Return every line from the one with "filename tests/integration_taf.rs" through the one with "assert_eq!(report.issue_time.minute, 30);", inclusive, exactly as it appears below.

# # # # # # #

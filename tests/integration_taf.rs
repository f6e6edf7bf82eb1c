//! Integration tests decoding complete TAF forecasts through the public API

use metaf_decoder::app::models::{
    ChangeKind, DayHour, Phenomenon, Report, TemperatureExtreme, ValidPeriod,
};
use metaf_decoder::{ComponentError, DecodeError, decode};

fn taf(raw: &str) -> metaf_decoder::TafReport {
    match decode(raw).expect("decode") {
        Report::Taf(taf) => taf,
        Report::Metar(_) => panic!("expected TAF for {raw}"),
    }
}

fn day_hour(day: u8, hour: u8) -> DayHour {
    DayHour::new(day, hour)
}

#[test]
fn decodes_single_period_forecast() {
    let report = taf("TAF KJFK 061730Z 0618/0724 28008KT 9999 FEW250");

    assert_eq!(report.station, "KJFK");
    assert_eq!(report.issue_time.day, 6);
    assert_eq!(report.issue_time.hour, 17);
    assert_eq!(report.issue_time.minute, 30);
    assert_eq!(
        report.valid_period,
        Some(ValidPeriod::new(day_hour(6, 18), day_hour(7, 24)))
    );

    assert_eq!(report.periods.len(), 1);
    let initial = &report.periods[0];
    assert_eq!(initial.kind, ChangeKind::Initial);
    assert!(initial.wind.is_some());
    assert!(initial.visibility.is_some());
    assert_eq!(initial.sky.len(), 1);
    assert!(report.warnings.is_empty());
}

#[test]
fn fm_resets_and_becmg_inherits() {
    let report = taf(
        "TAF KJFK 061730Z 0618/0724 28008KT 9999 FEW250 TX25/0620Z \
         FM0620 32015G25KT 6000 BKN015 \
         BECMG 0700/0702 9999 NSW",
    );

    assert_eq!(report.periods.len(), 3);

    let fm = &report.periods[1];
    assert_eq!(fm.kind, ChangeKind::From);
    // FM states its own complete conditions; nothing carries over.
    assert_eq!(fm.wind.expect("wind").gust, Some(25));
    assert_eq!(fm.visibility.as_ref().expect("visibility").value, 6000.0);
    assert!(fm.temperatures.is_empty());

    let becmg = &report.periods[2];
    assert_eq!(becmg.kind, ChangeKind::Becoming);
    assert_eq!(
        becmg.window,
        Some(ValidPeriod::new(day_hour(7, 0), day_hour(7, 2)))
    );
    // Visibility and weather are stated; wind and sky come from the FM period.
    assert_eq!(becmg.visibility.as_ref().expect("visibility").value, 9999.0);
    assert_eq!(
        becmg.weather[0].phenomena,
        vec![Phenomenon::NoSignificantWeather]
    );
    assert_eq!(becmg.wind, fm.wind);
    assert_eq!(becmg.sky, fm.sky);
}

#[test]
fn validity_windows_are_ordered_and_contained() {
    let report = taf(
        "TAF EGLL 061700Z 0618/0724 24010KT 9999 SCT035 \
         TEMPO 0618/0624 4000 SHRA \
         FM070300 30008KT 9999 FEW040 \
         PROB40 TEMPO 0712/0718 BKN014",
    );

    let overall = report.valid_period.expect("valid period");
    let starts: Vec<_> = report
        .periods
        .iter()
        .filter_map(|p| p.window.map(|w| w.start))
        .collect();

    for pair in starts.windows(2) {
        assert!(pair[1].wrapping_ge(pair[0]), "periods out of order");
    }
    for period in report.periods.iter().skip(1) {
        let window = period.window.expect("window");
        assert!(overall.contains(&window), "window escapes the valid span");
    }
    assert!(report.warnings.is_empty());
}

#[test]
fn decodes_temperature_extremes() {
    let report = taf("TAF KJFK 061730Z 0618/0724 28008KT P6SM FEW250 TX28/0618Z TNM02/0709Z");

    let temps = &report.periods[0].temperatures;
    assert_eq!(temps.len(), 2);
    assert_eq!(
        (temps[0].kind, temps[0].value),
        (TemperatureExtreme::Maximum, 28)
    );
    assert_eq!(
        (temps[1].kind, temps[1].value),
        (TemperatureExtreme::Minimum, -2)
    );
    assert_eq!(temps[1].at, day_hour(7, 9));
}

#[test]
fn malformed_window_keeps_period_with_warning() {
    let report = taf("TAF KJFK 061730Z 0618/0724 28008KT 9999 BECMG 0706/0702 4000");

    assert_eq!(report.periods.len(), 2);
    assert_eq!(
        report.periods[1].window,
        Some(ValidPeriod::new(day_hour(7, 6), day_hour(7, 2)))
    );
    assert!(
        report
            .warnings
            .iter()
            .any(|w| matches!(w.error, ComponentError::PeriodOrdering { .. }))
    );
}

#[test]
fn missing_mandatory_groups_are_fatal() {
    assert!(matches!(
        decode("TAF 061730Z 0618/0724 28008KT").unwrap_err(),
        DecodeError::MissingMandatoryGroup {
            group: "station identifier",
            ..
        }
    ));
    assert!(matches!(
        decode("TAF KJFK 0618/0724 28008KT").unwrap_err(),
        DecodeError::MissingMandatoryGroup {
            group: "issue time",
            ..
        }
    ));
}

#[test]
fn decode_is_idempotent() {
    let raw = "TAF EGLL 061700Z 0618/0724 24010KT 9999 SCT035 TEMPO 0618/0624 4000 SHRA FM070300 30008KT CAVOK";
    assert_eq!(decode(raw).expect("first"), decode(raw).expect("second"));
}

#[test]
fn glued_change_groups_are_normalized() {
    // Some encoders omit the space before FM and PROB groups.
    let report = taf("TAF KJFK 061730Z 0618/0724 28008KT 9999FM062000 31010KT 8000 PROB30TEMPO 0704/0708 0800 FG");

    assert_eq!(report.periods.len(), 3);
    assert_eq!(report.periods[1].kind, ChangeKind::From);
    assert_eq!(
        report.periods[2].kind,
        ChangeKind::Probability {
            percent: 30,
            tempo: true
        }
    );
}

# # # # # # #

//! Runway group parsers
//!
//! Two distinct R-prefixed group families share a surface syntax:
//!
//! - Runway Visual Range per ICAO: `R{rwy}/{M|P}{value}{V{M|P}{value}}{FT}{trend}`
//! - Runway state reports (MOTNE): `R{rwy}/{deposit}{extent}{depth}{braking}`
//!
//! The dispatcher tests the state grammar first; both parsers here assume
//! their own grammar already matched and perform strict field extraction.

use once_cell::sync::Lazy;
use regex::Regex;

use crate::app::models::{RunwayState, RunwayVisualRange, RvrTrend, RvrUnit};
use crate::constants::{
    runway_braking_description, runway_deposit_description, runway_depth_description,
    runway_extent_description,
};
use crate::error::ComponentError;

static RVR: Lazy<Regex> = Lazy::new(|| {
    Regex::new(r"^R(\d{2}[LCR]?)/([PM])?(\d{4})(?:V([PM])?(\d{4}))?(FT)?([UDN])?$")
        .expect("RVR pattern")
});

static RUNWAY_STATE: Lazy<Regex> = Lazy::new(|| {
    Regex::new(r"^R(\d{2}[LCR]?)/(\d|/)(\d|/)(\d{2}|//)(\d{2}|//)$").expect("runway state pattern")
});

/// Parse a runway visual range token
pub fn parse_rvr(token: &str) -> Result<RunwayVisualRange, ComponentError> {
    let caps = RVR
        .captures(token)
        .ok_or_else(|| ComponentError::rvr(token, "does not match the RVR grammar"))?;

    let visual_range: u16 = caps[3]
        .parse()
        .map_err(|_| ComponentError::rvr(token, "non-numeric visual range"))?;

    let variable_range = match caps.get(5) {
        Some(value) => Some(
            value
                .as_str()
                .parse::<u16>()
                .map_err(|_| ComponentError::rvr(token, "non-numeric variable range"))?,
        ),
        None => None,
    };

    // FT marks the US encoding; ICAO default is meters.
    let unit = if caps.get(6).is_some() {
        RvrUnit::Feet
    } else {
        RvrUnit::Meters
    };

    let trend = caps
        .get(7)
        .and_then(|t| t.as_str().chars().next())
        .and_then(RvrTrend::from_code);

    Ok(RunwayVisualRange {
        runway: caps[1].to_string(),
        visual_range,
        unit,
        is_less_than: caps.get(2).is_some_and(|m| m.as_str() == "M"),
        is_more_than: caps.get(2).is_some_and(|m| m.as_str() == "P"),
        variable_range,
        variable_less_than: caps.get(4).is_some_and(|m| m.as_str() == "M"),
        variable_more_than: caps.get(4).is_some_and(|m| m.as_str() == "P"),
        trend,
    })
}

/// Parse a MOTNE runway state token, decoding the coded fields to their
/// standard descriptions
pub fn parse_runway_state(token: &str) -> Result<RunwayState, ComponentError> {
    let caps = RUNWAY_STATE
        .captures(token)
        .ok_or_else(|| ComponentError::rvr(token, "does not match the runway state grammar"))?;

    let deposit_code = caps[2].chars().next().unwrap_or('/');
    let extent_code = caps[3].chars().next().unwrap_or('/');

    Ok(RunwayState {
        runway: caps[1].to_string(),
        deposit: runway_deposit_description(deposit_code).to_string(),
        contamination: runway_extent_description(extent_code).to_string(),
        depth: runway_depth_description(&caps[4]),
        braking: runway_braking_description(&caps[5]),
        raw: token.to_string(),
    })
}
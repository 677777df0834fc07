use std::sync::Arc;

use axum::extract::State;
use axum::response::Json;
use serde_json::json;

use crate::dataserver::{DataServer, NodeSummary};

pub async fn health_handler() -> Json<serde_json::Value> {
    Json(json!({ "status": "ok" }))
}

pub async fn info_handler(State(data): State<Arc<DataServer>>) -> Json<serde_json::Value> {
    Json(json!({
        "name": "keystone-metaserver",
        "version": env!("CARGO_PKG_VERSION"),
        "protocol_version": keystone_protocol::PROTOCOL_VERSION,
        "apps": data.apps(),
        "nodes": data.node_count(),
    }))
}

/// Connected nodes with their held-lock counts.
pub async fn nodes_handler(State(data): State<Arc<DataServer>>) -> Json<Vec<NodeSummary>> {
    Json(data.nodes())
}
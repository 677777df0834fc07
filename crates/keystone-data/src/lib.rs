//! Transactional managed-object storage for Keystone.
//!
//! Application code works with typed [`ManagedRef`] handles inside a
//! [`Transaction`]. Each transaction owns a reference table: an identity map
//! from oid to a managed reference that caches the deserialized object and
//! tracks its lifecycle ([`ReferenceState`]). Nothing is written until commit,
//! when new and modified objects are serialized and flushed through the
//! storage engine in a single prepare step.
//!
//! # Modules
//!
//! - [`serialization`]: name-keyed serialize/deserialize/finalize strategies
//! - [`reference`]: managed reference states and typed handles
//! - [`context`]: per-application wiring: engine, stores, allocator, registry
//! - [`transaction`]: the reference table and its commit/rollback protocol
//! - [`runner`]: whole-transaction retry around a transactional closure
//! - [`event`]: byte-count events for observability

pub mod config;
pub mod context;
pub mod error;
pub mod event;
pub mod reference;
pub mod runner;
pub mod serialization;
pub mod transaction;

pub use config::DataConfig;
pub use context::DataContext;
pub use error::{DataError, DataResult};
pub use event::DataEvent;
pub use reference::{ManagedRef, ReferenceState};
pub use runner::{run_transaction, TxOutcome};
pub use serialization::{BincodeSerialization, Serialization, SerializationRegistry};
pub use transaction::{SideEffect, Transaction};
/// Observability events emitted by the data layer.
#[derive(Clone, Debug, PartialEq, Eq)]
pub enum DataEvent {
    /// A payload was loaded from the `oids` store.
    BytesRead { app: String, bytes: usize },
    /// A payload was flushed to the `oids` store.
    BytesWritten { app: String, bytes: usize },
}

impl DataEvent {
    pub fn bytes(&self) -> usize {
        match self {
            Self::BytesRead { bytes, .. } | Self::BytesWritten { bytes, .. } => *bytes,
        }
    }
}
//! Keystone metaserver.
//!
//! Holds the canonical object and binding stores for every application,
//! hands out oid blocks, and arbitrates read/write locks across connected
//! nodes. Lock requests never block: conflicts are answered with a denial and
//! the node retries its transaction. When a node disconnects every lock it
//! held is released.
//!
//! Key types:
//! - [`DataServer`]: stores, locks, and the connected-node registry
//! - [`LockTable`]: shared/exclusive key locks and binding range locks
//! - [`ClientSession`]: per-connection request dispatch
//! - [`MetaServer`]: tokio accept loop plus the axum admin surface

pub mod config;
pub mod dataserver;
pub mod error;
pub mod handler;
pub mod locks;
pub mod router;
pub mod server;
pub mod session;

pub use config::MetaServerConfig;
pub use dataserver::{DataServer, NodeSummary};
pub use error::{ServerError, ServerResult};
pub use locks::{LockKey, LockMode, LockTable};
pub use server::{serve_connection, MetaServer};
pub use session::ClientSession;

# # # # # # #

> [ANSWER SPACE]
filename tests/integration_taf.rs
repository f6e6edf7bf82eb1c
//! Integration tests decoding complete TAF forecasts through the public API

use metaf_decoder::app::models::{
    ChangeKind, DayHour, Phenomenon, Report, TemperatureExtreme, ValidPeriod,
};
use metaf_decoder::{ComponentError, DecodeError, decode};

fn taf(raw: &str) -> metaf_decoder::TafReport {
    match decode(raw).expect("decode") {
        Report::Taf(taf) => taf,
        Report::Metar(_) => panic!("expected TAF for {raw}"),
    }
}

fn day_hour(day: u8, hour: u8) -> DayHour {
    DayHour::new(day, hour)
}

#[test]
fn decodes_single_period_forecast() {
    let report = taf("TAF KJFK 061730Z 0618/0724 28008KT 9999 FEW250");

    assert_eq!(report.station, "KJFK");
    assert_eq!(report.issue_time.day, 6);
    assert_eq!(report.issue_time.hour, 17);
    assert_eq!(report.issue_time.minute, 30);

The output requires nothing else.